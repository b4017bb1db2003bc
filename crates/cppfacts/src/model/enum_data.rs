use super::namespace::{join_namespace, qualify};
use serde::{Deserialize, Serialize};

/// An enum or enum class found in a header
#[derive(Debug, Clone, Default, PartialEq, Eq, Serialize, Deserialize)]
#[serde(rename_all = "camelCase")]
pub struct EnumData {
    /// Enclosing namespace segments, outermost first
    pub namespaces: Vec<String>,

    /// Enum name
    pub name: String,

    /// `enum class` / `enum struct` rather than a plain enum
    pub is_class_enum: bool,

    /// Enumerators in declaration order. Explicit values are not kept.
    pub identifiers: Vec<String>,
}

impl EnumData {
    pub fn new(name: impl Into<String>) -> Self {
        Self {
            name: name.into(),
            ..Default::default()
        }
    }

    pub fn with_namespaces(mut self, namespaces: Vec<String>) -> Self {
        self.namespaces = namespaces;
        self
    }

    pub fn class_enum(mut self) -> Self {
        self.is_class_enum = true;
        self
    }

    pub fn with_identifiers<I, S>(mut self, identifiers: I) -> Self
    where
        I: IntoIterator<Item = S>,
        S: Into<String>,
    {
        self.identifiers = identifiers.into_iter().map(Into::into).collect();
        self
    }

    /// The `::`-joined namespace, empty for a global enum
    pub fn enum_namespace(&self) -> String {
        join_namespace(&self.namespaces)
    }

    /// Namespace path plus enum name
    pub fn full_name(&self) -> String {
        qualify(&self.namespaces, &self.name)
    }

    pub fn clear(&mut self) {
        *self = Self::default();
    }
}

#[cfg(test)]
mod tests {
    use super::*;

    #[test]
    fn test_enum_builder() {
        let e = EnumData::new("Color")
            .with_namespaces(vec!["foo".into(), "bar".into()])
            .class_enum()
            .with_identifiers(["red", "green"]);

        assert_eq!(e.full_name(), "foo::bar::Color");
        assert_eq!(e.enum_namespace(), "foo::bar");
        assert!(e.is_class_enum);
        assert_eq!(e.identifiers, vec!["red", "green"]);
    }

    #[test]
    fn test_clear() {
        let mut e = EnumData::new("fish").with_identifiers(["trout"]);
        e.clear();
        assert_eq!(e, EnumData::default());
    }

    #[test]
    fn test_json_field_names() {
        let e = EnumData::new("Color").class_enum();
        let json = serde_json::to_value(&e).unwrap();
        assert_eq!(json["isClassEnum"], true);
        assert_eq!(json["name"], "Color");
    }
}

+-------+

Copy out the line holding "use super::*;" along with all lines after it through the end of the entries, exactly and only these.

    use super::*;

    #[test]
    fn test_enum_builder() {
        let e = EnumData::new("Color")
            .with_namespaces(vec!["foo".into(), "bar".into()])
            .class_enum()
            .with_identifiers(["red", "green"]);

        assert_eq!(e.full_name(), "foo::bar::Color");
        assert_eq!(e.enum_namespace(), "foo::bar");
        assert!(e.is_class_enum);
        assert_eq!(e.identifiers, vec!["red", "green"]);
    }

    #[test]
    fn test_clear() {
        let mut e = EnumData::new("fish").with_identifiers(["trout"]);
        e.clear();
        assert_eq!(e, EnumData::default());
    }

    #[test]
    fn test_json_field_names() {
        let e = EnumData::new("Color").class_enum();
        let json = serde_json::to_value(&e).unwrap();
        assert_eq!(json["isClassEnum"], true);
        assert_eq!(json["name"], "Color");
    }
}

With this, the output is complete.